= Hubbard Street Dance Chicago =

Contemporary dance company in Chicago, US

Hubbard Street Dance Chicago is a contemporary dance company based in Chicago. Hubbard Street performs in downtown Chicago at the Harris Theater for Music and Dance and at the Edlis Neeson Theater at the Museum of Contemporary Art, Chicago. Hubbard Street also tours nationally and internationally throughout the year.

== History ==
Hubbard Street Dance Chicago grew out of the Lou Conte Dance Studio, when in 1977 several aspiring young artists approached dance teacher/choreographer Lou Conte to teach tap classes. At the time, the studio was located at the corner of LaSalle Street and Hubbard Street, which is how the company acquired its name. Conte served as director for 23 years, during which he developed relationships with choreographers including Lynne Taylor-Corbett, Margo Sappington, Daniel Ezralow, Nacho Duato, Jirí Kylián, and Twyla Tharp, all of whom helped shape Hubbard Street's repertoire.

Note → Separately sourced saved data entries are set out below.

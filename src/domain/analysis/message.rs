//! Inter-agent notifications.
//!
//! Messages are append-only observational data: they are logged for
//! auditability and never read back to alter control flow. Cross-step data
//! relay goes through the explicit hint fields on the context instead.

use chrono::{DateTime, Utc};
use serde::{Deserialize, Serialize};

use super::step::StepName;

/// Kind of inter-agent notification.
#[derive(Debug, Clone, Copy, PartialEq, Eq, Serialize, Deserialize)]
#[serde(rename_all = "lowercase")]
pub enum MessageKind {
    Context,
    Insight,
    Question,
    Answer,
}

/// A notification emitted by one step agent towards another.
#[derive(Debug, Clone, Serialize, Deserialize)]
pub struct AgentMessage {
    pub from_step: StepName,
    pub to_step: StepName,
    pub kind: MessageKind,
    pub content: String,
    pub timestamp: DateTime<Utc>,
}

impl AgentMessage {
    /// Creates a new message stamped with the current time.
    pub fn new(
        from_step: StepName,
        to_step: StepName,
        kind: MessageKind,
        content: impl Into<String>,
    ) -> Self {
        Self {
            from_step,
            to_step,
            kind,
            content: content.into(),
            timestamp: Utc::now(),
        }
    }

    /// Creates a context-sharing message.
    pub fn context(from_step: StepName, to_step: StepName, content: impl Into<String>) -> Self {
        Self::new(from_step, to_step, MessageKind::Context, content)
    }
}
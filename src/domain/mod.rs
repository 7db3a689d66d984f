//! Domain layer - pure analysis types with no I/O dependencies.

pub mod analysis;
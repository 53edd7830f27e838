use std::sync::Arc;

use anyhow::Result;
use workbench_app_settings::settings_structs::AppSettings;
use workbench_draft_cache::draft_store::DraftStore;
use workbench_draft_cache::file_draft_store::FileDraftStore;
use workbench_engine_client::anonymization_engine::AnonymizationEngine;
use workbench_engine_client::http_engine_client::HttpEngineClient;
use workbench_submission::workbench_session::WorkbenchSession;

/// Everything a command needs: the loaded settings, the engine client and the
/// draft cache. Built once per invocation and passed down explicitly.
pub struct ExecutionContext {
    settings: AppSettings,
    engine: Arc<dyn AnonymizationEngine>,
    drafts: Arc<dyn DraftStore>,
}

impl ExecutionContext {
    pub async fn load(settings_source: &str) -> Result<Self> {
        let settings = AppSettings::load(settings_source).await;
        let engine = Arc::new(HttpEngineClient::new(&settings)?);
        let drafts = Arc::new(FileDraftStore::in_current_dir()?);

        Ok(Self {
            settings,
            engine,
            drafts,
        })
    }

    pub fn settings(&self) -> &AppSettings {
        &self.settings
    }

    pub fn engine(&self) -> &dyn AnonymizationEngine {
        self.engine.as_ref()
    }

    pub fn drafts(&self) -> &dyn DraftStore {
        self.drafts.as_ref()
    }

    pub fn session(&self) -> WorkbenchSession {
        WorkbenchSession::new(self.engine.clone(), self.drafts.clone())
    }
}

In 2000, Jim Vincent became Artistic Director. Vincent worked to further expand the company's programming and repertoire. He introduced initiatives that have become staples of Hubbard Street's programming, including the "Inside/Out" Choreography Workshop, during which Hubbard Street dancers create original choreography for their peers; and the Choreographic Fellowship, which identifies and develops emerging choreographers from within the company. Dancers Alejandro Cerrudo and Robyn Mineko Williams, as well as Rehearsal Director Terence Marling have all developed works for the company. Dancer Penny Saunders choreographed a work for Hubbard Street 2 (the second company) through Hubbard Street's annual National Choreographic Competition.

In 2009, then Associate Artistic Director Glenn Edgerton became Artistic Director. Soon after, he named Alejandro Cerrudo Hubbard Street's first Resident Choreographer. Cerrudo has created ten works for the company. Since becoming Artistic Director, Edgerton has secured new commissions and repertoire hits by master and notable choreographers including Jirí Kylián, Nacho Duato, William Forsythe, Twyla Tharp, Ohad Naharin, Victor Quijada, Aszure Barton, and Sharon Eyal.

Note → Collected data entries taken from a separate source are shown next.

use pretty_assertions::assert_eq;
use serde_json::json;
use tokio::io::{AsyncReadExt, AsyncWriteExt};
use tokio::net::{TcpListener, TcpStream};
use tokio::task::JoinHandle;
use workbench_anonymization_config::config_structs::column_mapping_struct::{
    ColumnMapping, ColumnRole,
};
use workbench_anonymization_config::config_structs::configuration_struct::ConfigurationPayload;
use workbench_anonymization_config::config_structs::global_params_struct::GlobalParameters;
use workbench_anonymization_config::config_structs::technique_struct::{
    TechniqueAssignment, TechniqueParameters,
};
use workbench_app_settings::settings_structs::AppSettings;

use crate::anonymization_engine::{AnonymizationEngine, ProcessRequest};
use crate::engine_error::EngineError;
use crate::http_engine_client::HttpEngineClient;

struct CannedResponse {
    status_line: &'static str,
    body: String,
}

impl CannedResponse {
    fn new(status_line: &'static str, body: serde_json::Value) -> Self {
        Self {
            status_line,
            body: body.to_string(),
        }
    }
}

/// Serves the canned responses in order, one connection each, and hands back
/// the raw requests it received.
async fn serve(responses: Vec<CannedResponse>) -> (String, JoinHandle<Vec<String>>) {
    let listener = TcpListener::bind("127.0.0.1:0").await.unwrap();
    let base_url = format!("http://{}/api", listener.local_addr().unwrap());

    let handle = tokio::spawn(async move {
        let mut requests = Vec::new();
        for response in responses {
            let (mut stream, _) = listener.accept().await.unwrap();
            requests.push(read_request(&mut stream).await);

            let raw = format!(
                "HTTP/1.1 {}\r\ncontent-type: application/json\r\ncontent-length: {}\r\nconnection: close\r\n\r\n{}",
                response.status_line,
                response.body.len(),
                response.body
            );
            stream.write_all(raw.as_bytes()).await.unwrap();
            stream.shutdown().await.unwrap();
        }
        requests
    });

    (base_url, handle)
}

async fn read_request(stream: &mut TcpStream) -> String {
    let mut buffer = Vec::new();
    let mut chunk = [0u8; 4096];

    loop {
        let read = stream.read(&mut chunk).await.unwrap();
        if read == 0 {
            break;
        }
        buffer.extend_from_slice(&chunk[..read]);

        if let Some(header_end) = buffer.windows(4).position(|window| window == b"\r\n\r\n") {
            let headers = String::from_utf8_lossy(&buffer[..header_end]).to_lowercase();
            let content_length = headers
                .lines()
                .find_map(|line| line.strip_prefix("content-length:"))
                .and_then(|value| value.trim().parse::<usize>().ok())
                .unwrap_or(0);
            if buffer.len() >= header_end + 4 + content_length {
                break;
            }
        }
    }

    String::from_utf8_lossy(&buffer).into_owned()
}

fn client_for(base_url: &str) -> HttpEngineClient {
    let settings = AppSettings::default().with_base_url_override(Some(base_url.to_string()));
    HttpEngineClient::new(&settings).unwrap()
}

fn scenario_payload() -> ConfigurationPayload {
    let mut global_params = GlobalParameters::default();
    global_params.set_k(3).unwrap();

    ConfigurationPayload::builder()
        .dataset_id("ds-1")
        .name("Config for payroll")
        .column_mappings(vec![
            ColumnMapping::new("id", ColumnRole::Identifier),
            ColumnMapping::new("age", ColumnRole::QuasiIdentifier),
            ColumnMapping::new("zip", ColumnRole::QuasiIdentifier),
            ColumnMapping::new("salary", ColumnRole::Sensitive),
        ])
        .techniques(vec![
            TechniqueAssignment::new("age", TechniqueParameters::Generalization { bins: 5 }),
            TechniqueAssignment::new("zip", TechniqueParameters::Generalization { bins: 3 }),
        ])
        .global_params(global_params)
        .build()
}

#[tokio::test]
async fn test_persist_then_process() {
    let (base_url, server) = serve(vec![
        CannedResponse::new(
            "200 OK",
            json!({"id": "cfg-1", "dataset_id": "ds-1", "name": "Config for payroll"}),
        ),
        CannedResponse::new(
            "200 OK",
            json!({"id": "res-1", "dataset_id": "ds-1", "config_id": "cfg-1", "status": "completed"}),
        ),
    ])
    .await;
    let client = client_for(&base_url);

    let persisted = client.create_config(&scenario_payload()).await.unwrap();
    let result = client
        .process(
            &ProcessRequest::builder()
                .dataset_id("ds-1")
                .config_id(persisted.id.as_str())
                .build(),
        )
        .await
        .unwrap();

    assert_eq!(persisted.id, "cfg-1");
    assert_eq!(result.id, "res-1");

    let requests = server.await.unwrap();
    assert!(requests[0].starts_with("POST /api/configs "));
    assert!(requests[0].contains(r#""column_mappings":[{"column":"id","type":"identifier"}"#));
    assert!(requests[0].contains(r#""global_params":{"k":3,"l":2,"t":0.2,"epsilon":1.0}"#));
    assert!(requests[1].starts_with("POST /api/process "));
    assert!(requests[1].contains(r#"{"dataset_id":"ds-1","config_id":"cfg-1"}"#));
}

#[tokio::test]
async fn test_process_rejection_uses_engine_detail() {
    let (base_url, _server) = serve(vec![CannedResponse::new(
        "500 Internal Server Error",
        json!({"detail": "k too large for dataset size"}),
    )])
    .await;
    let client = client_for(&base_url);

    let error = client
        .process(
            &ProcessRequest::builder()
                .dataset_id("ds-1")
                .config_id("cfg-1")
                .build(),
        )
        .await
        .unwrap_err();

    assert_eq!(error.to_string(), "k too large for dataset size");
    assert!(matches!(error, EngineError::Rejected { status: 500, .. }));
}

#[tokio::test]
async fn test_unreachable_engine_names_base_url() {
    let listener = TcpListener::bind("127.0.0.1:0").await.unwrap();
    let base_url = format!("http://{}/api", listener.local_addr().unwrap());
    drop(listener);
    let client = client_for(&base_url);

    let error = client.list_datasets().await.unwrap_err();

    assert!(error.is_unreachable());
    assert_eq!(
        error.to_string(),
        format!("Cannot reach the processing engine at {base_url}. Check that the backend is running.")
    );
}

#[tokio::test]
async fn test_results_filter_by_dataset() {
    let (base_url, server) = serve(vec![CannedResponse::new("200 OK", json!([]))]).await;
    let client = client_for(&base_url);

    let results = client.list_results(Some("ds-1")).await.unwrap();

    assert!(results.is_empty());
    let requests = server.await.unwrap();
    assert!(requests[0].starts_with("GET /api/results?dataset_id=ds-1 "));
}

#[tokio::test]
async fn test_ids_stay_inside_their_path_segment() {
    let dataset = json!({
        "id": "../stats",
        "name": "odd",
        "column_names": ["id"],
        "data": [],
        "row_count": 0
    });
    let (base_url, server) = serve(vec![CannedResponse::new("200 OK", dataset)]).await;
    let client = client_for(&base_url);

    let dataset = client.get_dataset("../stats").await.unwrap();
    assert_eq!(dataset.id, "../stats");

    let error = client.get_result("..").await.unwrap_err();
    assert!(matches!(error, EngineError::Unexpected { .. }));

    let requests = server.await.unwrap();
    assert_eq!(requests.len(), 1);
    assert!(requests[0].starts_with("GET /api/datasets/..%2Fstats "));
}

#[tokio::test]
async fn test_stats_and_datasets_decode() {
    let (base_url, _server) = serve(vec![
        CannedResponse::new(
            "200 OK",
            json!({
                "total_datasets": 2,
                "total_configs": 5,
                "total_results": 3,
                "total_rows_processed": 300,
                "avg_processing_time_ms": 41.5
            }),
        ),
        CannedResponse::new(
            "200 OK",
            json!([{
                "id": 7,
                "name": "payroll",
                "column_names": ["id", "age"],
                "data": [{"id": 1, "age": 34}],
                "row_count": 1
            }]),
        ),
    ])
    .await;
    let client = client_for(&base_url);

    let stats = client.stats().await.unwrap();
    assert_eq!(stats.total_configs, 5);
    assert_eq!(stats.avg_processing_time_ms, 41.5);

    let datasets = client.list_datasets().await.unwrap();
    assert_eq!(datasets[0].id, "7");
    assert_eq!(datasets[0].column_names, vec!["id".to_string(), "age".to_string()]);
    assert_eq!(datasets[0].rows(), 1);
}

#[tokio::test]
async fn test_undecodable_success_body_is_unexpected() {
    let (base_url, _server) = serve(vec![CannedResponse {
        status_line: "200 OK",
        body: "definitely not json".to_string(),
    }])
    .await;
    let client = client_for(&base_url);

    let error = client.stats().await.unwrap_err();

    assert!(matches!(error, EngineError::Unexpected { .. }));
    assert!(error.to_string().starts_with("An unexpected error occurred"));
}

In 2021, former company dancer Linda-Denise Fisher-Harrell was named the fourth Artistic Director of Hubbard Street Dance Chicago. Season 44: RE/CHARGE marks her debut season as the artistic leader of the organization, with the goal of continuing to diversify the company’s repertoire and ensemble while building on the incredible legacy and reputation that HSDC has already established.

== Main company ==
Today, the main company consists of 14 dancers. While many contemporary dance companies are single-choreographer organizations, Hubbard Street has always been a repertory company, representing numerous choreographers and styles.

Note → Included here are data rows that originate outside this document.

pub mod settings_loader;
pub mod settings_structs;
pub mod upload_check;
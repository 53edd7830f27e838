use thiserror::Error;

use crate::config_structs::column_mapping_struct::ColumnRole;

/// Local validation failures raised while editing or submitting a configuration.
#[derive(Debug, Error, Clone, PartialEq)]
pub enum ConfigError {
    /// The column is not part of the dataset this configuration belongs to.
    #[error("column '{column}' does not exist in the dataset")]
    UnknownColumn { column: String },

    /// Identifier columns are dropped by the engine and never carry a technique.
    #[error("column '{column}' is classified as {role} and cannot carry a technique")]
    IdentifierColumn { column: String, role: ColumnRole },

    #[error("{parameter} must be within {domain}, got {value}")]
    ParameterOutOfRange {
        parameter: &'static str,
        domain: &'static str,
        value: String,
    },

    #[error("please provide a configuration name")]
    EmptyName,

    /// The mapped columns do not match the dataset columns one to one.
    #[error("column mappings do not match the dataset columns (missing: {missing:?}, unexpected: {unexpected:?})")]
    MappingMismatch {
        missing: Vec<String>,
        unexpected: Vec<String>,
    },
}

impl ConfigError {
    pub(crate) fn out_of_range(
        parameter: &'static str,
        domain: &'static str,
        value: impl ToString,
    ) -> Self {
        ConfigError::ParameterOutOfRange {
            parameter,
            domain,
            value: value.to_string(),
        }
    }
}
use std::fmt::Display;

use workbench_result_metrics::result_structs::processing_result_struct::ProcessingResult;

/// Where a submission stands. Failures in `Persisting` or `Processing` go
/// back to `Editing`.
#[derive(Clone, Debug, Default, PartialEq, Eq)]
pub enum SubmissionState {
    #[default]
    Editing,
    Persisting,
    Persisted {
        config_id: String,
    },
    Processing {
        config_id: String,
    },
    Completed {
        config_id: String,
        result_id: String,
    },
}

impl SubmissionState {
    pub fn is_editing(&self) -> bool {
        matches!(self, SubmissionState::Editing)
    }
}

impl Display for SubmissionState {
    fn fmt(&self, f: &mut std::fmt::Formatter<'_>) -> std::fmt::Result {
        match self {
            SubmissionState::Editing => write!(f, "editing"),
            SubmissionState::Persisting => write!(f, "persisting"),
            SubmissionState::Persisted { config_id } => write!(f, "persisted ({config_id})"),
            SubmissionState::Processing { config_id } => write!(f, "processing ({config_id})"),
            SubmissionState::Completed {
                config_id,
                result_id,
            } => write!(f, "completed ({config_id} -> {result_id})"),
        }
    }
}

#[derive(Clone, Debug, PartialEq)]
pub enum SubmissionOutcome {
    Completed(Box<ProcessingResult>),
    /// The active dataset changed while the submission was in flight; whatever
    /// came back was not applied.
    Discarded { dataset_id: String },
}
use std::fs;
use std::path::{Path, PathBuf};

use anyhow::{Context, Result, anyhow, bail};
use clap::{Parser, Subcommand};
use colored::Colorize;
use tracing::info;
use workbench_result_metrics::result_metrics_impl::TargetVsAchieved;
use workbench_result_metrics::result_structs::processing_result_struct::ProcessingResult;
use workbench_submission::submission_state::SubmissionOutcome;

use crate::execution_context::ExecutionContext;
use crate::job_file::load_job;

mod execution_context;
mod job_file;

#[derive(Parser)]
#[command(author, version, about, long_about = None)]
#[command(propagate_version = true)]
struct Cli {
    /// Settings document, a file path or an http(s) URL
    #[arg(long, global = true, default_value = "config.json")]
    settings: String,
    #[command(subcommand)]
    command: Commands,
}

#[derive(Subcommand)]
enum Commands {
    /// List the datasets known to the engine
    Datasets,
    /// Show the columns and first rows of a dataset
    Dataset {
        #[arg(long, required = true)]
        id: String,
        /// Number of rows to preview
        #[arg(long, default_value = "5")]
        rows: usize,
    },
    /// Upload a CSV or Excel file as a new dataset
    Upload {
        /// Example: data/payroll.csv
        path: PathBuf,
    },
    /// Persist a configuration and run the anonymization
    Submit {
        #[arg(long, required = true)]
        dataset_id: String,
        /// Job file in the draft TOML layout. Sections it leaves out keep the
        /// saved draft's values
        #[arg(long)]
        job: Option<PathBuf>,
        /// Only persist the configuration, do not process it
        #[arg(long)]
        save_only: bool,
        /// Write the anonymized rows to this file after processing
        #[arg(long)]
        export: Option<PathBuf>,
    },
    /// List persisted configurations
    Configs {
        #[arg(long)]
        dataset_id: Option<String>,
    },
    /// List processing results, or show one in detail
    Results {
        #[arg(long, conflicts_with = "id")]
        dataset_id: Option<String>,
        #[arg(long)]
        id: Option<String>,
        /// Page of anonymized rows to show (20 rows per page)
        #[arg(long, requires = "id", default_value = "1")]
        page: usize,
        /// Write the anonymized rows of the result to this file
        #[arg(long, requires = "id")]
        export: Option<PathBuf>,
    },
    /// Show engine statistics
    Stats,
    /// Inspect or discard the saved draft of a dataset
    Draft {
        #[command(subcommand)]
        action: DraftAction,
    },
}

#[derive(Subcommand)]
enum DraftAction {
    Show {
        #[arg(long, required = true)]
        dataset_id: String,
    },
    Clear {
        #[arg(long, required = true)]
        dataset_id: String,
    },
}

#[tokio::main]
async fn main() -> Result<()> {
    tracing_subscriber::fmt::init();

    let cli = Cli::parse();
    let context = ExecutionContext::load(&cli.settings).await?;
    info!(
        "{}",
        format!("Using engine at {}", context.engine().base_url())
            .bold()
            .green()
    );

    match cli.command {
        Commands::Datasets => list_datasets(&context).await,
        Commands::Dataset { id, rows } => show_dataset(&context, &id, rows).await,
        Commands::Upload { path } => upload(&context, &path).await,
        Commands::Submit {
            dataset_id,
            job,
            save_only,
            export,
        } => submit(&context, &dataset_id, job.as_deref(), save_only, export.as_deref()).await,
        Commands::Configs { dataset_id } => list_configs(&context, dataset_id.as_deref()).await,
        Commands::Results {
            id: Some(id),
            page,
            export,
            ..
        } => show_result(&context, &id, page, export.as_deref()).await,
        Commands::Results {
            dataset_id,
            id: None,
            ..
        } => list_results(&context, dataset_id.as_deref()).await,
        Commands::Stats => stats(&context).await,
        Commands::Draft { action } => draft(&context, action),
    }
}

async fn list_datasets(context: &ExecutionContext) -> Result<()> {
    let datasets = context.engine().list_datasets().await?;
    if datasets.is_empty() {
        println!("No datasets yet, upload one with `upload <file>`.");
        return Ok(());
    }

    for dataset in datasets {
        println!(
            "{}  {}  {} rows, {} columns{}",
            dataset.id.bold(),
            dataset.name,
            dataset.rows(),
            dataset.columns(),
            dataset
                .created_at
                .map(|created_at| format!("  ({created_at})"))
                .unwrap_or_default()
        );
    }
    Ok(())
}

async fn show_dataset(context: &ExecutionContext, dataset_id: &str, rows: usize) -> Result<()> {
    let dataset = context.engine().get_dataset(dataset_id).await?;

    println!("{} ({})", dataset.name.bold(), dataset.id);
    println!("Columns: {}", dataset.column_names.join(", "));
    for row in dataset.data.iter().take(rows) {
        println!("{}", serde_json::to_string(row)?);
    }
    if dataset.rows() > rows as u64 {
        println!("... {} rows in total", dataset.rows());
    }
    Ok(())
}

async fn upload(context: &ExecutionContext, path: &Path) -> Result<()> {
    let size = fs::metadata(path)
        .with_context(|| format!("Failed to read {path:?}"))?
        .len();
    context.settings().upload.check_file(path, size)?;

    let dataset = context.engine().upload_dataset(path).await?;
    println!(
        "{} {} as dataset {} ({} rows)",
        "Uploaded".bold().green(),
        dataset.name,
        dataset.id.bold(),
        dataset.rows()
    );
    Ok(())
}

async fn submit(
    context: &ExecutionContext,
    dataset_id: &str,
    job: Option<&Path>,
    save_only: bool,
    export: Option<&Path>,
) -> Result<()> {
    let mut session = context.session();
    session.select_dataset(dataset_id).await?;

    if let Some(job) = job {
        let job = load_job(job)?;
        let draft = session
            .draft_mut()
            .ok_or_else(|| anyhow!("dataset {dataset_id} is not selected"))?;
        job.apply_to(draft);
    }

    if save_only {
        let config_id = session.persist_only().await?;
        println!("{} configuration {}", "Saved".bold().green(), config_id.bold());
        return Ok(());
    }

    match session.submit().await {
        Ok(SubmissionOutcome::Completed(result)) => {
            print_result(&result);
            if let Some(path) = export {
                export_rows(&result, path)?;
            }
            Ok(())
        }
        Ok(SubmissionOutcome::Discarded { dataset_id }) => {
            bail!("result for dataset {dataset_id} was discarded")
        }
        Err(e) => {
            if let Some(config_id) = session.controller().retained_config_id() {
                info!("Configuration {config_id} was persisted before processing failed");
            }
            Err(e.into())
        }
    }
}

async fn list_configs(context: &ExecutionContext, dataset_id: Option<&str>) -> Result<()> {
    let configs = context.engine().list_configs(dataset_id).await?;
    for config in configs {
        println!(
            "{}  {}  dataset {}  {} techniques  k={} l={} t={} epsilon={}",
            config.id.bold(),
            config.name,
            config.dataset_id,
            config.techniques.len(),
            config.global_params.k(),
            config.global_params.l(),
            config.global_params.t(),
            config.global_params.epsilon()
        );
    }
    Ok(())
}

async fn list_results(context: &ExecutionContext, dataset_id: Option<&str>) -> Result<()> {
    let results = context.engine().list_results(dataset_id).await?;
    for result in results {
        println!(
            "{}  dataset {}  config {}  k={} l={:.2}  loss {:.1}%  {}",
            result.id.bold(),
            result.dataset_id,
            result.config_id,
            result.achieved_k(),
            result.achieved_l(),
            result.information_loss_percentage(),
            result.processing_time_label()
        );
    }
    Ok(())
}

async fn show_result(
    context: &ExecutionContext,
    result_id: &str,
    page: usize,
    export: Option<&Path>,
) -> Result<()> {
    let result = context.engine().get_result(result_id).await?;
    print_result(&result);

    let rows = result.rows_page(page);
    if rows.is_empty() {
        println!("No anonymized rows on page {page}");
    } else {
        println!(
            "{}",
            format!("Anonymized rows, page {page}/{}", result.page_count()).bold()
        );
        for row in rows {
            println!("{}", serde_json::to_string(row)?);
        }
    }

    if let Some(path) = export {
        export_rows(&result, path)?;
    }
    Ok(())
}

async fn stats(context: &ExecutionContext) -> Result<()> {
    let stats = context.engine().stats().await?;
    println!("Datasets: {}", stats.total_datasets);
    println!("Configurations: {}", stats.total_configs);
    println!("Results: {}", stats.total_results);
    println!("Rows processed: {}", stats.total_rows_processed);
    println!("Average processing time: {:.0}ms", stats.avg_processing_time_ms);
    Ok(())
}

fn draft(context: &ExecutionContext, action: DraftAction) -> Result<()> {
    match action {
        DraftAction::Show { dataset_id } => match context.drafts().load(&dataset_id) {
            Some(record) => println!("{}", toml::to_string_pretty(&record)?),
            None => println!("No saved draft for dataset {dataset_id}"),
        },
        DraftAction::Clear { dataset_id } => {
            context.drafts().remove(&dataset_id)?;
            println!("{} draft of dataset {dataset_id}", "Removed".bold().green());
        }
    }
    Ok(())
}

fn print_result(result: &ProcessingResult) {
    let rows = result.row_counts();
    let columns = result.column_counts();

    println!("{}", format!("Result {}", result.id).bold().green());
    println!("  Achieved k: {}", result.achieved_k());
    println!("  Achieved l: {:.2}", result.achieved_l());
    println!(
        "  Information loss: {:.1}%",
        result.information_loss_percentage()
    );
    println!("  Rows: {} -> {}", rows.original, rows.anonymized);
    println!("  Columns: {} -> {}", columns.original, columns.anonymized);
    println!("  Quasi-identifiers: {}", result.quasi_identifiers().join(", "));
    println!(
        "  Sensitive attributes: {}",
        result.sensitive_attributes().join(", ")
    );
    println!("  Processing time: {}", result.processing_time_label());

    for entry in result.explanations() {
        let title = match entry.column {
            Some(column) => format!("{} ({column})", entry.technique),
            None => entry.technique.to_string(),
        };
        println!("{}", title.bold());
        println!("  {}", entry.explanation);
        match entry.target {
            Some(TargetVsAchieved::K { target, achieved }) => {
                println!("  target k {target}, achieved {achieved}")
            }
            Some(TargetVsAchieved::L { target, achieved }) => {
                println!("  target l {target}, achieved {achieved:.2}")
            }
            None => {}
        }
        if let Some(params) = entry.params {
            println!("  parameters: {params}");
        }
        for change in entry.changes {
            println!("  - {change}");
        }
    }
}

fn export_rows(result: &ProcessingResult, path: &Path) -> Result<()> {
    result.export_anonymized_rows(path)?;
    println!(
        "{} {} anonymized rows to {path:?}",
        "Exported".bold().green(),
        result.anonymized_data.len()
    );
    Ok(())
}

Hubbard Street has commissioned and presented almost 200 new and acquired dance works throughout its history.

=== Lou Conte Dance Studio ===
Under the direction of the late Claire Bataille, one of the original four Hubbard Street dancers, Lou Conte Dance Studio (LCDS) offered weekly classes in ballet, jazz, modern, tap, African, hip hop, African drums, musical theater, yoga, Pilates, and Zumba at all levels from basic to professional, as well as workshops and master classes. LCDS also maintained a scholarship program for advanced dancers. LCDS closed in the spring of 2020.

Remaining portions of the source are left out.